# buying beans online



## Asgross (Jun 14, 2015)

I found the website of a roaster that had a good review

I Emailed the site with a few questions and to my question "do you roast to order ?' they replied They roast on a weekly rotation so the beans when dispatched will be at most 1 week old

I don't have any idea of the economics /business side of a roaster / cafe, and it's possible that if I asked they would dispatch my beans when they were freshly roasted

But in the absence of this would this put anyone off buying ?


----------



## MWJB (Feb 28, 2012)

No, it wouldn't put me off.


----------



## Glenn (Jun 14, 2008)

Don't be put off by set roasting days - even some of the bigger roasters do this.

Many smaller roasters are batch roasters and have specific roasting days.

As they grow so does the number of days and the range of beans.

Beans usually need a few days to settle so it's not bad thing.


----------



## GCGlasgow (Jul 27, 2014)

Might be handy sometimes to have beans roasted a week previously if your running out. If you like their beans then just find out what day they roast then order as required.


----------



## Asgross (Jun 14, 2015)

GCGlasgow said:


> Might be handy sometimes to have beans roasted a week previously if your running out. If you like their beans then just find out what day they roast then order as required.


Excellent point


----------



## Jumbo Ratty (Jan 12, 2015)

It wouldnt discourage me from buying from them.

They where polite enough to answer your questions and be honest about their roasting practices.

I havent had a bean yet that didnt taste better at least 10 days after roasting.


----------



## Jon (Dec 3, 2010)

What they all said ^


----------



## aaronb (Nov 16, 2012)

No, even Square Mile only have certain roasting days.

It's not really practical to roast to order for a lot of roasters.

Also for espresso you want the beans to be at least a week old anyway, and for brewed I prefer this too.


----------



## Asgross (Jun 14, 2015)

Thanks for posts

I've had some more really friendly / informative emails from the roaster and after the posts here

I told them I'll definitely try theirs next

Oh and it's extract coffee

Also their prices seem good and inc p&p


----------



## hotmetal (Oct 31, 2013)

No worries with Extract I think. They've a good reputation.


----------



## aaronb (Nov 16, 2012)

Yeah I've used Extract before and no issues.
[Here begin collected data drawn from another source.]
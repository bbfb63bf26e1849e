use serde::{Deserialize, Serialize};

/// RGB color with channels nominally in `0.0..=255.0`.
///
/// Invariant:
/// - none at construction; interpolation may push channels out of range.
///
/// Channels are clamped (and rounded) only when a [`FillStyle`] is built, which is
/// the renderer's single point of use. Alpha is never stored on the color; it is a
/// separate scalar on the same 0–255 scale.
///
/// Serialized as a JSON array `[r, g, b]`.
#[derive(Debug, Copy, Clone, Default, PartialEq, Serialize, Deserialize)]
#[serde(from = "[f32; 3]", into = "[f32; 3]")]
pub struct Color {
    pub r: f32,
    pub g: f32,
    pub b: f32,
}

impl Color {
    #[inline]
    pub const fn new(r: f32, g: f32, b: f32) -> Self {
        Self { r, g, b }
    }

    /// Creates a color from 8-bit channels.
    #[inline]
    pub const fn rgb(r: u8, g: u8, b: u8) -> Self {
        Self::new(r as f32, g as f32, b as f32)
    }

    #[inline]
    pub const fn black() -> Self {
        Self::rgb(0, 0, 0)
    }

    #[inline]
    pub fn is_finite(self) -> bool {
        self.r.is_finite() && self.g.is_finite() && self.b.is_finite()
    }

    /// True when every channel is finite and inside `0.0..=255.0`.
    #[inline]
    pub fn in_gamut(self) -> bool {
        [self.r, self.g, self.b].iter().all(|c| (0.0..=255.0).contains(c))
    }

    /// Clamps all channels to `[0, 255]`. NaN channels become 0.
    #[inline]
    pub fn clamped(self) -> Self {
        let c = |v: f32| if v.is_nan() { 0.0 } else { v.clamp(0.0, 255.0) };
        Self::new(c(self.r), c(self.g), c(self.b))
    }

    /// Rounds to the nearest 8-bit value per channel after clamping.
    #[inline]
    pub fn to_rgb8(self) -> [u8; 3] {
        let c = self.clamped();
        [c.r.round() as u8, c.g.round() as u8, c.b.round() as u8]
    }

    /// Adds `delta` to every channel, unclamped.
    #[inline]
    pub fn offset(self, delta: f32) -> Self {
        Self::new(self.r + delta, self.g + delta, self.b + delta)
    }

    /// Returns the channel at index 0 (red), 1 (green) or 2 (blue).
    #[inline]
    pub fn channel(self, index: usize) -> Option<f32> {
        match index {
            0 => Some(self.r),
            1 => Some(self.g),
            2 => Some(self.b),
            _ => None,
        }
    }

    /// Returns a copy with one channel replaced. Out-of-range indices leave the color unchanged.
    #[inline]
    pub fn with_channel(mut self, index: usize, value: f32) -> Self {
        match index {
            0 => self.r = value,
            1 => self.g = value,
            2 => self.b = value,
            _ => {}
        }
        self
    }

    /// Parses `#rrggbb` (leading `#` optional, case-insensitive).
    pub fn from_hex(hex: &str) -> Option<Self> {
        let digits = hex.strip_prefix('#').unwrap_or(hex);
        if digits.len() != 6 || !digits.bytes().all(|b| b.is_ascii_hexdigit()) {
            return None;
        }
        let byte = |i: usize| u8::from_str_radix(&digits[i..i + 2], 16).ok();
        Some(Self::rgb(byte(0)?, byte(2)?, byte(4)?))
    }

    /// Formats as lowercase `#rrggbb`.
    pub fn to_hex(self) -> String {
        let [r, g, b] = self.to_rgb8();
        format!("#{r:02x}{g:02x}{b:02x}")
    }
}

impl From<[f32; 3]> for Color {
    fn from(c: [f32; 3]) -> Self {
        Self::new(c[0], c[1], c[2])
    }
}

impl From<Color> for [f32; 3] {
    fn from(c: Color) -> Self {
        [c.r, c.g, c.b]
    }
}

/// Fill style handed to a raster surface: 8-bit RGB plus straight alpha in `[0, 1]`.
#[derive(Debug, Copy, Clone, PartialEq)]
pub struct FillStyle {
    pub rgb: [u8; 3],
    pub alpha: f32,
}

impl FillStyle {
    #[inline]
    pub fn opaque(color: Color) -> Self {
        Self::new(color, 255.0)
    }

    /// Builds a fill from a color and an alpha on the 0–255 scale; both are clamped.
    #[inline]
    pub fn new(color: Color, alpha: f32) -> Self {
        let alpha = if alpha.is_nan() { 0.0 } else { alpha.clamp(0.0, 255.0) };
        Self {
            rgb: color.to_rgb8(),
            alpha: alpha / 255.0,
        }
    }

    /// Alpha as an 8-bit value.
    #[inline]
    pub fn alpha_u8(self) -> u8 {
        (self.alpha * 255.0).round() as u8
    }
}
They do have a good reputation and are in some good coffee shops too.


----------



## Phil104 (Apr 15, 2014)

Extract are good - good values, good roasting, good service - and they also do a great home barista workshop. As for ordering, it's all in the timing.


----------



## hubrad (May 6, 2013)

There's quite a number of excellent suppliers out there these days; I'm lucky enough to live in easy distance of some!

Something else that springs to mind.. if you get something mail order and don't particularly like it, don't be afraid to go back to the suppliers and say it's either too much of this or too little of that. Most of these folks seem to be in it 'cos they're interested, and if you talk to them they'll most likely be able to guide you to a different bean or blend far more to your taste.

There's a ton of great coffee out there, just waiting to be bought!


----------



## ObsidianSage (Jan 30, 2012)

We (Bean Smitten) roast weekly on a Wednesday and that's because we're small batch. Works fine. The coffee is still great. We are also fans of Extract


----------